O Estado de S. Paulo, n. 46623, 11/06/2021. Política, p. A4

Análise: Telefonemas e mensagens prometem atiçar comissão

Mário Scheffer


Na história das CPIs, o que mais se vê são relatórios finais inconsequentes, matizados pela natureza de uma comissão que investiga, mas não pode julgar nem punir ninguém. Algumas nada concluíram, como foi a CPI do Futebol do Senado. Outras foram quase anedóticas, como a CPI do Incra e da Funai, da Câmara dos Deputados. Ditada pelo agronegócio, essa investigou povos indígenas “favorecidos” pela demarcação de terras.
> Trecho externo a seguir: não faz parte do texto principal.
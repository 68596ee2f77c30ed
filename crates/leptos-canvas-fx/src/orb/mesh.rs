//! Minimal vector math and icosphere generation.

use std::collections::HashMap;
use std::ops::{Add, Mul, Neg, Sub};

#[derive(Clone, Copy, Debug, Default, PartialEq)]
pub struct Vec3 {
    pub x: f64,
    pub y: f64,
    pub z: f64,
}

impl Vec3 {
    pub const fn new(x: f64, y: f64, z: f64) -> Self {
        Self { x, y, z }
    }

    pub fn dot(self, other: Vec3) -> f64 {
        self.x * other.x + self.y * other.y + self.z * other.z
    }

    pub fn cross(self, other: Vec3) -> Vec3 {
        Vec3::new(
            self.y * other.z - self.z * other.y,
            self.z * other.x - self.x * other.z,
            self.x * other.y - self.y * other.x,
        )
    }

    pub fn length(self) -> f64 {
        self.dot(self).sqrt()
    }

    pub fn normalized(self) -> Vec3 {
        let len = self.length();
        if len == 0.0 {
            self
        } else {
            self * (1.0 / len)
        }
    }

    pub fn rotate_x(self, angle: f64) -> Vec3 {
        let (s, c) = angle.sin_cos();
        Vec3::new(self.x, self.y * c - self.z * s, self.y * s + self.z * c)
    }

    pub fn rotate_y(self, angle: f64) -> Vec3 {
        let (s, c) = angle.sin_cos();
        Vec3::new(self.x * c + self.z * s, self.y, -self.x * s + self.z * c)
    }

    pub fn rotate_z(self, angle: f64) -> Vec3 {
        let (s, c) = angle.sin_cos();
        Vec3::new(self.x * c - self.y * s, self.x * s + self.y * c, self.z)
    }
}

impl Add for Vec3 {
    type Output = Vec3;
    fn add(self, o: Vec3) -> Vec3 {
        Vec3::new(self.x + o.x, self.y + o.y, self.z + o.z)
    }
}

impl Sub for Vec3 {
    type Output = Vec3;
    fn sub(self, o: Vec3) -> Vec3 {
        Vec3::new(self.x - o.x, self.y - o.y, self.z - o.z)
    }
}

impl Mul<f64> for Vec3 {
    type Output = Vec3;
    fn mul(self, k: f64) -> Vec3 {
        Vec3::new(self.x * k, self.y * k, self.z * k)
    }
}

impl Neg for Vec3 {
    type Output = Vec3;
    fn neg(self) -> Vec3 {
        Vec3::new(-self.x, -self.y, -self.z)
    }
}

/// Indexed triangle mesh, faces wound counter-clockwise seen from outside.
#[derive(Clone, Debug)]
pub struct Mesh {
    pub vertices: Vec<Vec3>,
    pub faces: Vec<[usize; 3]>,
}

impl Mesh {
    /// Icosahedron of the given radius, each face split into `4^detail`
    /// triangles with new vertices pushed out to the sphere.
    pub fn icosphere(radius: f64, detail: u32) -> Self {
        let t = (1.0 + 5f64.sqrt()) / 2.0;
        let mut vertices: Vec<Vec3> = [
            (-1.0, t, 0.0),
            (1.0, t, 0.0),
            (-1.0, -t, 0.0),
            (1.0, -t, 0.0),
            (0.0, -1.0, t),
            (0.0, 1.0, t),
            (0.0, -1.0, -t),
            (0.0, 1.0, -t),
            (t, 0.0, -1.0),
            (t, 0.0, 1.0),
            (-t, 0.0, -1.0),
            (-t, 0.0, 1.0),
        ]
        .iter()
        .map(|&(x, y, z)| Vec3::new(x, y, z).normalized())
        .collect();

        let mut faces: Vec<[usize; 3]> = vec![
            [0, 11, 5], [0, 5, 1], [0, 1, 7], [0, 7, 10], [0, 10, 11],
            [1, 5, 9], [5, 11, 4], [11, 10, 2], [10, 7, 6], [7, 1, 8],
            [3, 9, 4], [3, 4, 2], [3, 2, 6], [3, 6, 8], [3, 8, 9],
            [4, 9, 5], [2, 4, 11], [6, 2, 10], [8, 6, 7], [9, 8, 1],
        ];

        for _ in 0..detail {
            let mut midpoints: HashMap<(usize, usize), usize> = HashMap::new();
            let mut midpoint = |a: usize, b: usize, vertices: &mut Vec<Vec3>| -> usize {
                let key = if a < b { (a, b) } else { (b, a) };
                *midpoints.entry(key).or_insert_with(|| {
                    vertices.push(((vertices[a] + vertices[b]) * 0.5).normalized());
                    vertices.len() - 1
                })
            };

            let mut next = Vec::with_capacity(faces.len() * 4);
            for &[a, b, c] in &faces {
                let ab = midpoint(a, b, &mut vertices);
                let bc = midpoint(b, c, &mut vertices);
                let ca = midpoint(c, a, &mut vertices);
                next.push([a, ab, ca]);
                next.push([b, bc, ab]);
                next.push([c, ca, bc]);
                next.push([ab, bc, ca]);
            }
            faces = next;
        }

        for v in &mut vertices {
            *v = *v * radius;
        }

        Self { vertices, faces }
    }

    /// Outward unit normal of a face.
    pub fn face_normal(&self, face: [usize; 3]) -> Vec3 {
        let [a, b, c] = face.map(|i| self.vertices[i]);
        (b - a).cross(c - a).normalized()
    }
}

#[cfg(test)]
mod tests {
    use super::*;

    #[test]
    fn test_icosahedron_counts() {
        let mesh = Mesh::icosphere(1.0, 0);
        assert_eq!(mesh.vertices.len(), 12);
        assert_eq!(mesh.faces.len(), 20);
    }

    #[test]
    fn test_subdivided_icosphere() {
        let mesh = Mesh::icosphere(1.1, 1);
        assert_eq!(mesh.vertices.len(), 42);
        assert_eq!(mesh.faces.len(), 80);
        for v in &mesh.vertices {
            assert!((v.length() - 1.1).abs() < 1e-9);
        }
    }

    #[test]
    fn test_normals_point_outward() {
        let mesh = Mesh::icosphere(1.0, 1);
        for &face in &mesh.faces {
            let centroid = face
                .iter()
                .fold(Vec3::default(), |acc, &i| acc + mesh.vertices[i]);
            assert!(mesh.face_normal(face).dot(centroid) > 0.0);
        }
    }

    #[test]
    fn test_rotation_preserves_length() {
        let v = Vec3::new(0.3, -1.2, 0.7);
        let r = v.rotate_x(0.4).rotate_y(-1.3).rotate_z(2.2);
        assert!((v.length() - r.length()).abs() < 1e-12);
        let q = Vec3::new(1.0, 0.0, 0.0).rotate_z(std::f64::consts::FRAC_PI_2);
        assert!((q.y - 1.0).abs() < 1e-12 && q.x.abs() < 1e-12);
    }
}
No melhor dos desfechos, uma comissão parlamentar provocará o Ministério Público e a Polícia Federal, como fez a CPI de Brumadinho, do Senado, que em 2019 propôs indiciar mais de vinte pessoas por homicídio doloso, lesão corporal e poluição ambiental.

A rede de arrasto da CPI da Covid quer no final alcançar o peixe grande, mas pelo caminho estarão as águas turvas da Câmara, sem ambiente para impeachment, e da PGR, pouco disposta em avançar na investigação ou em oferecer denúncia ao STF.

Diante dessas advertências, as quebras de sigilo aprovadas pela CPI nesta quinta-feira parecem, em sua maioria, direcionadas a dois propósitos. Ajudam a compor a tese de um gabinete paralelo comandado por Bolsonaro à revelia da ciência, da saúde pública e das instâncias do SUS. E fecham o cerco a quem poderá, individualmente, irromper no relatório final, na condição de potenciais indiciados, emuladores do Presidente em oposição à vacina e ao confinamento, em defesa da cloroquina, da imunidade de rebanho e da recontagem, para menos, dos mortos.

Conteúdos de telefonemas e trocas de mensagens prometem atiçar a CPI que arrisca entrar em parafuso, agora que governadores e especialistas estreiam nas sessões em saber qual é o filme em cartaz.